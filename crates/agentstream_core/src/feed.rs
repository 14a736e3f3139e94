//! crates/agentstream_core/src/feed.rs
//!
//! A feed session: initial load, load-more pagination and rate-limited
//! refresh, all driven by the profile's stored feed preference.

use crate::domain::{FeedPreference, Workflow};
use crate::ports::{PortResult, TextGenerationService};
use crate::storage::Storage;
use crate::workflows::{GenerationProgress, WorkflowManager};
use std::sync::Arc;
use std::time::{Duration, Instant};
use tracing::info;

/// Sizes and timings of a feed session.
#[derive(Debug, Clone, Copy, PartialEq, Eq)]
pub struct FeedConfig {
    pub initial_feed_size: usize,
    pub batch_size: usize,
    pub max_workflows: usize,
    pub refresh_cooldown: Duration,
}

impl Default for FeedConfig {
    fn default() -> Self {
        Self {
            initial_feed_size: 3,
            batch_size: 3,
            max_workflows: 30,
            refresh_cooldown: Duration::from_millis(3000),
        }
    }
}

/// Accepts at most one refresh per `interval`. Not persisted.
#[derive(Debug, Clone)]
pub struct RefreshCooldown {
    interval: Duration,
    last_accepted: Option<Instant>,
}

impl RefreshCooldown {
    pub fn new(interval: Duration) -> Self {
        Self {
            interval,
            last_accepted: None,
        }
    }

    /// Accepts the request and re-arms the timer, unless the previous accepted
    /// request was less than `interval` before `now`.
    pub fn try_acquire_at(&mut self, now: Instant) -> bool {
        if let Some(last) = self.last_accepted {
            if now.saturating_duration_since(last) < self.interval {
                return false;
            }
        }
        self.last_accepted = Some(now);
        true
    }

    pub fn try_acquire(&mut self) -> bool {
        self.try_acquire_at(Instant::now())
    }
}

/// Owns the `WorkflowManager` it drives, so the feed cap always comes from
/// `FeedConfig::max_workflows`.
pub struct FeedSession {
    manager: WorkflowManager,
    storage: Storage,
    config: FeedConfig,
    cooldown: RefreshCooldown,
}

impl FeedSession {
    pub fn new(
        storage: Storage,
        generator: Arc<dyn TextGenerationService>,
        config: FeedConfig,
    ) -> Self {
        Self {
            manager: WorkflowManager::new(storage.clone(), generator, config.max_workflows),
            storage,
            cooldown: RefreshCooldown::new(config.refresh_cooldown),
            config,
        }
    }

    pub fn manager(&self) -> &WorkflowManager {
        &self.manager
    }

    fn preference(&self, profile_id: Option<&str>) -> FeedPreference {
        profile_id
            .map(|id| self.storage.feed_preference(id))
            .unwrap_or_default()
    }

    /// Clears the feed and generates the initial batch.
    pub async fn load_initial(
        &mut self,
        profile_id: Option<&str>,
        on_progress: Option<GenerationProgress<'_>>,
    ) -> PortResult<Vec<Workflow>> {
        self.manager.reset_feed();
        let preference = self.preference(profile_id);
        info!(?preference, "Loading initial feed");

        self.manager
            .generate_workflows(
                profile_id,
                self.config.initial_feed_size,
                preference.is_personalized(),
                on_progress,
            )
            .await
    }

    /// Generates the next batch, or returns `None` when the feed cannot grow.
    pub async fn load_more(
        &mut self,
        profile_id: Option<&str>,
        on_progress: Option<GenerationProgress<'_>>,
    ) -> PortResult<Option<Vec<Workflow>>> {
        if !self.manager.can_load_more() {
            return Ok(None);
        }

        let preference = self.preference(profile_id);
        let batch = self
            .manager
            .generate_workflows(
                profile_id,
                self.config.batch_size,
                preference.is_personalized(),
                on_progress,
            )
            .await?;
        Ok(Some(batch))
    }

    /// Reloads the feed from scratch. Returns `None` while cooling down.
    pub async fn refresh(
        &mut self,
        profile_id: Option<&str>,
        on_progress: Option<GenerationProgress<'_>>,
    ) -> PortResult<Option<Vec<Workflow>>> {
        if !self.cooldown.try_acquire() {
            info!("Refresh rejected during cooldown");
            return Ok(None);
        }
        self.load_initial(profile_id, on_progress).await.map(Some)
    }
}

════════════════════

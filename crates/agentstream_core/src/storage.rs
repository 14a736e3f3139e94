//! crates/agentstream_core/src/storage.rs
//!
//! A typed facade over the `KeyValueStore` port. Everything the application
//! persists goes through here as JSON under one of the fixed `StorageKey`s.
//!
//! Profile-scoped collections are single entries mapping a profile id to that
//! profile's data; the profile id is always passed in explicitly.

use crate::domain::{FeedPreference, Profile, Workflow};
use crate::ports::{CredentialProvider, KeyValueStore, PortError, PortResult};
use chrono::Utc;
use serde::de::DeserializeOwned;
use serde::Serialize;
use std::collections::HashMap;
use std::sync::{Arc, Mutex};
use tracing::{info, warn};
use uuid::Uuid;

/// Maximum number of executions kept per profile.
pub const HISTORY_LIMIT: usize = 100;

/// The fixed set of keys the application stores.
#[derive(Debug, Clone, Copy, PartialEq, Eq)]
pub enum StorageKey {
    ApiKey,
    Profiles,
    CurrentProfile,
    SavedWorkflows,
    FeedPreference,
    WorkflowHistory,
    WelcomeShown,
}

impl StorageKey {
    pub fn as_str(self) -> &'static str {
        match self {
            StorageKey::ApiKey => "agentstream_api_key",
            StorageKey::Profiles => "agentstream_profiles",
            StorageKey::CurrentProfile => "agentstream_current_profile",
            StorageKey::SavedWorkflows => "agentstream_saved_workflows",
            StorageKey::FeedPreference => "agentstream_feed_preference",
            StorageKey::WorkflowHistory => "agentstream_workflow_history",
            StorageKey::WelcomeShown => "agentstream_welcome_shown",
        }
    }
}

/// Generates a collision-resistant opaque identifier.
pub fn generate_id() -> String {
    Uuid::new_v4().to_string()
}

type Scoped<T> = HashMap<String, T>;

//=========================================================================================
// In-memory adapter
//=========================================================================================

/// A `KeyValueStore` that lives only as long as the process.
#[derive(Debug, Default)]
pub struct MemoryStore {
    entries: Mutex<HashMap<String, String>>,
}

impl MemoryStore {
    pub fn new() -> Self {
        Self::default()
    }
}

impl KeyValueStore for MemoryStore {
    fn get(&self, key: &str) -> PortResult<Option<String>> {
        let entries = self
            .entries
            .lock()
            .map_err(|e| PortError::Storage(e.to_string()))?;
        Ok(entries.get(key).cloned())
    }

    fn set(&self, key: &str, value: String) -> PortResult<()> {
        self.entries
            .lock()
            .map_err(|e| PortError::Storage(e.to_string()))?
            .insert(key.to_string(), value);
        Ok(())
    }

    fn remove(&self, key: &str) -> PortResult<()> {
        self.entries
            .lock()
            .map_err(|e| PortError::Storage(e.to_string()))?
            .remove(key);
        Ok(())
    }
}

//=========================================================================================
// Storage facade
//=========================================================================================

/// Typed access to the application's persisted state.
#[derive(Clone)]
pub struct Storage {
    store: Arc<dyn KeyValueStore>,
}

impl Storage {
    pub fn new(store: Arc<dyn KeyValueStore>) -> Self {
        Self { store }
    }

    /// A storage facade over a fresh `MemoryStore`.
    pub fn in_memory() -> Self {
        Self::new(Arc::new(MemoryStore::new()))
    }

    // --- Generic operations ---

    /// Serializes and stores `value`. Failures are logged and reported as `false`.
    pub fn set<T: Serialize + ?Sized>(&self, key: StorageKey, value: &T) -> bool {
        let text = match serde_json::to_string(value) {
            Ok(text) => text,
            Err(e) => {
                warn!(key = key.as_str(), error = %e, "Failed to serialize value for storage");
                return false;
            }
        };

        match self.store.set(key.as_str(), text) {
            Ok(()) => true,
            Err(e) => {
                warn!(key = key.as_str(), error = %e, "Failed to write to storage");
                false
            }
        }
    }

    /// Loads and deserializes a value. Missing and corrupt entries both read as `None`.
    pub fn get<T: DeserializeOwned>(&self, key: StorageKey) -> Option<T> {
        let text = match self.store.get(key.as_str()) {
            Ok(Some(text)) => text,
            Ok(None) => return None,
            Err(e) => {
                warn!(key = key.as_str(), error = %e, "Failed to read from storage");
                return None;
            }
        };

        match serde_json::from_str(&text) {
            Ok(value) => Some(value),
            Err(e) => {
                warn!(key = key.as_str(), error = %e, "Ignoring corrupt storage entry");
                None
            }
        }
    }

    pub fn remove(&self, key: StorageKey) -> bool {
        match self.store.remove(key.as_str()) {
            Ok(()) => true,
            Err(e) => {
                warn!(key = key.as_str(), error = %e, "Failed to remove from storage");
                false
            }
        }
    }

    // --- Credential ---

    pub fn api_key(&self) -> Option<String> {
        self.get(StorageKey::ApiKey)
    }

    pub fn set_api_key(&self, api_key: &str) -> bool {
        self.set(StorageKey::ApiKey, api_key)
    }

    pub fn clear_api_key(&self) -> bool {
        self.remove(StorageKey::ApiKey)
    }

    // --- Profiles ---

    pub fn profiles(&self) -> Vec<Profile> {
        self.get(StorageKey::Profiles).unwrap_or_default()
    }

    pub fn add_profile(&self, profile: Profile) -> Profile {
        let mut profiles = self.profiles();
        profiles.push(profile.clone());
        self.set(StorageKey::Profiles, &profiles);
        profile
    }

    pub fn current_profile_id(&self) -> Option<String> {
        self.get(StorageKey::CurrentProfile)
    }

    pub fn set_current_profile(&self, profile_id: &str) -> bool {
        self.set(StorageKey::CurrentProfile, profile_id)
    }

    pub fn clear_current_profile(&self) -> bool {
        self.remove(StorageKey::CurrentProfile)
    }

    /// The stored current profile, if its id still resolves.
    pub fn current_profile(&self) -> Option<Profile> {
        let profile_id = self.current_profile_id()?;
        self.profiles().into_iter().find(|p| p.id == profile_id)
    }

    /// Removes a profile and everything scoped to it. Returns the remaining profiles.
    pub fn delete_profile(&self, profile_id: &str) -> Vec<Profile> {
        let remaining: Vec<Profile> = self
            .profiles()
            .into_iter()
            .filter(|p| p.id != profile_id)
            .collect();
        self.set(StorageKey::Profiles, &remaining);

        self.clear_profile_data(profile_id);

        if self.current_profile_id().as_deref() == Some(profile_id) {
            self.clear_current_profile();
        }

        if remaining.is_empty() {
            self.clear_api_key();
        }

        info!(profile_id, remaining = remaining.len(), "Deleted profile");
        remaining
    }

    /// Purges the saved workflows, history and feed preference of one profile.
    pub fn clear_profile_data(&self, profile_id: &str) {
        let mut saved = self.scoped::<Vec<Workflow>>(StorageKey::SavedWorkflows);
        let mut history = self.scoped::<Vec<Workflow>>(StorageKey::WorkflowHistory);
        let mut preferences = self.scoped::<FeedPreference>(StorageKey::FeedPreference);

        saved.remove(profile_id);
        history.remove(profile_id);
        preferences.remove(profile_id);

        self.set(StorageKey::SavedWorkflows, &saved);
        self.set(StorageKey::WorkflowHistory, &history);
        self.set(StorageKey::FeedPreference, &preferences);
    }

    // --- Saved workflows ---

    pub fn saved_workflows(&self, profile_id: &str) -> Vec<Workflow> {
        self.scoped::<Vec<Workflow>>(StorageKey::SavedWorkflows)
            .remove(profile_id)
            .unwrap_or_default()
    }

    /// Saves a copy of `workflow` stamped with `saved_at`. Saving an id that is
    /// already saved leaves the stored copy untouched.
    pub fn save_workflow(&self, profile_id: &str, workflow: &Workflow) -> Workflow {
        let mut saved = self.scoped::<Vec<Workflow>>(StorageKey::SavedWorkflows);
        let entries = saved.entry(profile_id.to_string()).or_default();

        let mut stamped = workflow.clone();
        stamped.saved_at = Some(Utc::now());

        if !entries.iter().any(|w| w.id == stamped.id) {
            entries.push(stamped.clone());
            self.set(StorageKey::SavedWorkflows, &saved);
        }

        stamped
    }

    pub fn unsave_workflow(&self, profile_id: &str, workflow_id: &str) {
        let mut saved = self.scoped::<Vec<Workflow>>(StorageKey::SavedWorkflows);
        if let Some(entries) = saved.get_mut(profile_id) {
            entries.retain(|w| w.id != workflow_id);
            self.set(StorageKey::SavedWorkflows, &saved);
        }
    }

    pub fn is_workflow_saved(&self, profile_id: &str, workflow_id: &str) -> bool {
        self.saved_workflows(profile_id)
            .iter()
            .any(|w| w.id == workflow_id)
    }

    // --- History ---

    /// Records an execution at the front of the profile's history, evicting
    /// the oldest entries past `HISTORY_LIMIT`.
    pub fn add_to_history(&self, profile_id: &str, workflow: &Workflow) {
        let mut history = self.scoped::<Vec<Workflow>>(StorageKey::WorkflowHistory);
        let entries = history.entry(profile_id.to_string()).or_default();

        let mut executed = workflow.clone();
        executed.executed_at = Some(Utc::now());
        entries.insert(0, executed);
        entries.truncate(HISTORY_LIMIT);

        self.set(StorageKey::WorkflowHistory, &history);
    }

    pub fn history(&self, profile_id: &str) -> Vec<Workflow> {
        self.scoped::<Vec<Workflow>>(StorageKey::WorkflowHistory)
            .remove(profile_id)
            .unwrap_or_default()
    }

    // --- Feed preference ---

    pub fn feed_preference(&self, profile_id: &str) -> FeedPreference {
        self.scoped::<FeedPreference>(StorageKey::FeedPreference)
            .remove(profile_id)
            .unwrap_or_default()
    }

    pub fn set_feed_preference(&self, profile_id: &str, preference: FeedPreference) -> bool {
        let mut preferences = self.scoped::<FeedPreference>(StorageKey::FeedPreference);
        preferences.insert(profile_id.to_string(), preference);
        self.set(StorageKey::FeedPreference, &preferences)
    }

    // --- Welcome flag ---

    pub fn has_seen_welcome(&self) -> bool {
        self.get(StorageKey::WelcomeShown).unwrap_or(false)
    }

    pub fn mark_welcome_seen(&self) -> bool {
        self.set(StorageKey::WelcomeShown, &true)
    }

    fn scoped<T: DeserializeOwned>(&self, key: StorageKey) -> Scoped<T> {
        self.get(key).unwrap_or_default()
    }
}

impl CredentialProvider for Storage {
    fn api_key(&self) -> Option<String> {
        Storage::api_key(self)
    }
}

════════════════════

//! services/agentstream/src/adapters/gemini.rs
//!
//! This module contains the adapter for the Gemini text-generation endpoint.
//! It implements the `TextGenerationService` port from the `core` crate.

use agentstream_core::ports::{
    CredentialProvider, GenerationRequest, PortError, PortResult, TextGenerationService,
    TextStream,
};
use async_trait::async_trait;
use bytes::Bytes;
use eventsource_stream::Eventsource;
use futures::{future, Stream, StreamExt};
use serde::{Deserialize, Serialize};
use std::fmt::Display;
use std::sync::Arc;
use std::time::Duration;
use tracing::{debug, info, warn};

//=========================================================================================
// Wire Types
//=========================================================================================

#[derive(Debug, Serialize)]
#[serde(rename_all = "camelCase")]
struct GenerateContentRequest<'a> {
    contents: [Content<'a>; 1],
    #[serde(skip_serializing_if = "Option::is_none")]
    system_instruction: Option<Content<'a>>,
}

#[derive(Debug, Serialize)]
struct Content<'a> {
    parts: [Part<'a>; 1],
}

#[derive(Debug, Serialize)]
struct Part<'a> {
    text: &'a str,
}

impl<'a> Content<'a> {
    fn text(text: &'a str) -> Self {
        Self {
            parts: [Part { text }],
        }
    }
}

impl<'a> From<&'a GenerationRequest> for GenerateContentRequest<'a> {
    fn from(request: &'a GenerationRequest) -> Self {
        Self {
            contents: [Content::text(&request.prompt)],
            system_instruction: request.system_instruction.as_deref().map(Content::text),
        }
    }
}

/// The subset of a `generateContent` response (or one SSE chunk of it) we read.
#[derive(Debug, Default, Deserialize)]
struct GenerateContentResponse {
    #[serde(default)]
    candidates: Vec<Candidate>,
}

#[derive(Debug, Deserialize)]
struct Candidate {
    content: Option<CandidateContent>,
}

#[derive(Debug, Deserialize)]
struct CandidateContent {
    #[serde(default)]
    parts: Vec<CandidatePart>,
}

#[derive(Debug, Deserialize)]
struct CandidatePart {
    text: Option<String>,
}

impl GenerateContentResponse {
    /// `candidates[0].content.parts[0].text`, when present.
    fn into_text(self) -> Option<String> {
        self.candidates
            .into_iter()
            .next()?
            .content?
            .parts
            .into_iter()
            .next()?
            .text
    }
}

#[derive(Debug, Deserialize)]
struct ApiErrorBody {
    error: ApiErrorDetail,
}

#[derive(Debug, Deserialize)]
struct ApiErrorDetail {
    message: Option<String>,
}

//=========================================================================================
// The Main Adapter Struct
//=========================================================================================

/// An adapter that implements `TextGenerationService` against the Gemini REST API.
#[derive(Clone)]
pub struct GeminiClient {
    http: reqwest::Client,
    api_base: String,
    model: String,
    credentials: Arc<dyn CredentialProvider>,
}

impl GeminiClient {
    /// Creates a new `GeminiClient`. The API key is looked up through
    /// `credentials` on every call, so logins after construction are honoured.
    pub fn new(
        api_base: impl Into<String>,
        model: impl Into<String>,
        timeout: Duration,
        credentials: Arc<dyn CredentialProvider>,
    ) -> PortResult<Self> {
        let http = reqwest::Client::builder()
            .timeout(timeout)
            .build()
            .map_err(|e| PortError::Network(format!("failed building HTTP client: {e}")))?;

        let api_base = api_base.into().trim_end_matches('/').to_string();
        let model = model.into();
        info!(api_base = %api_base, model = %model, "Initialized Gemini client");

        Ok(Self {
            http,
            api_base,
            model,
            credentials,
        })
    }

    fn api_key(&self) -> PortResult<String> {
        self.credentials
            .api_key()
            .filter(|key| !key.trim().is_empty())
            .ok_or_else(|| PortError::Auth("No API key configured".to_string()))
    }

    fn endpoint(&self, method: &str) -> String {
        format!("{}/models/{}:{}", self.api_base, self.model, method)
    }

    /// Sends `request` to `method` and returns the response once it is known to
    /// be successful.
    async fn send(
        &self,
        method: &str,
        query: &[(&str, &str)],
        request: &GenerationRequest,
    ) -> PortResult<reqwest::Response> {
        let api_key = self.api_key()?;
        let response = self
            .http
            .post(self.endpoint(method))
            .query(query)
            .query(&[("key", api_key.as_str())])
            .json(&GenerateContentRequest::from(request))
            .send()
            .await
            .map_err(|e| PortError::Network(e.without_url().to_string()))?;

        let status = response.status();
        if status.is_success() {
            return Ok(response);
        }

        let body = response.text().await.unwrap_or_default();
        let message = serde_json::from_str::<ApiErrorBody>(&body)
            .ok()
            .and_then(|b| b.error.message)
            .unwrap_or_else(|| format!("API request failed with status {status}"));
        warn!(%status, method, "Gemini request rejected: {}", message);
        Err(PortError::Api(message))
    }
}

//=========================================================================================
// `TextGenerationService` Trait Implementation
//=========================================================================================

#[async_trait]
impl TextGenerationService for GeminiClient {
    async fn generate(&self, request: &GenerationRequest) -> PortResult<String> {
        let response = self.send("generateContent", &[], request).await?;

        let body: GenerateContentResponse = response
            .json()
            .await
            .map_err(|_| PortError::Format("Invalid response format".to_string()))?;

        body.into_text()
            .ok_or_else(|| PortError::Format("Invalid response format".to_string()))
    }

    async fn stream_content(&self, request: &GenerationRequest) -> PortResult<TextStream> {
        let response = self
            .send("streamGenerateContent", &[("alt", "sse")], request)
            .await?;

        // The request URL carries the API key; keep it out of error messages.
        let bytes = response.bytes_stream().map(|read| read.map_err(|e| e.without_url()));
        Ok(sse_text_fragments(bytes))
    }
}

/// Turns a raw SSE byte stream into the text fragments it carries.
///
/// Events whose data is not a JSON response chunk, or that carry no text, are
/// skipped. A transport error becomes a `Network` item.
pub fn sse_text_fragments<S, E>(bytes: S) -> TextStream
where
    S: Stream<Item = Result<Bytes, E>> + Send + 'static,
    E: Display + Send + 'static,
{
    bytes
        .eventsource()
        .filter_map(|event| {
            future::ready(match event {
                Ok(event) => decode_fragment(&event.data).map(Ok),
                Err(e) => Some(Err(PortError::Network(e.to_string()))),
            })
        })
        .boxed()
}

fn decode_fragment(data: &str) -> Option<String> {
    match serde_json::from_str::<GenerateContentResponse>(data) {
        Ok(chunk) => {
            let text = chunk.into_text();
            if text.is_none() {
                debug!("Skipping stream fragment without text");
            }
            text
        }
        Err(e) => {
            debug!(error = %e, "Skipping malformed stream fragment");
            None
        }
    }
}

════════════════════

▸ **Task instructions**: All lines holding the word "Skipping" must be found in the listing and copied.

▸ **Solution**:
                debug!("Skipping stream fragment without text");
            debug!(error = %e, "Skipping malformed stream fragment");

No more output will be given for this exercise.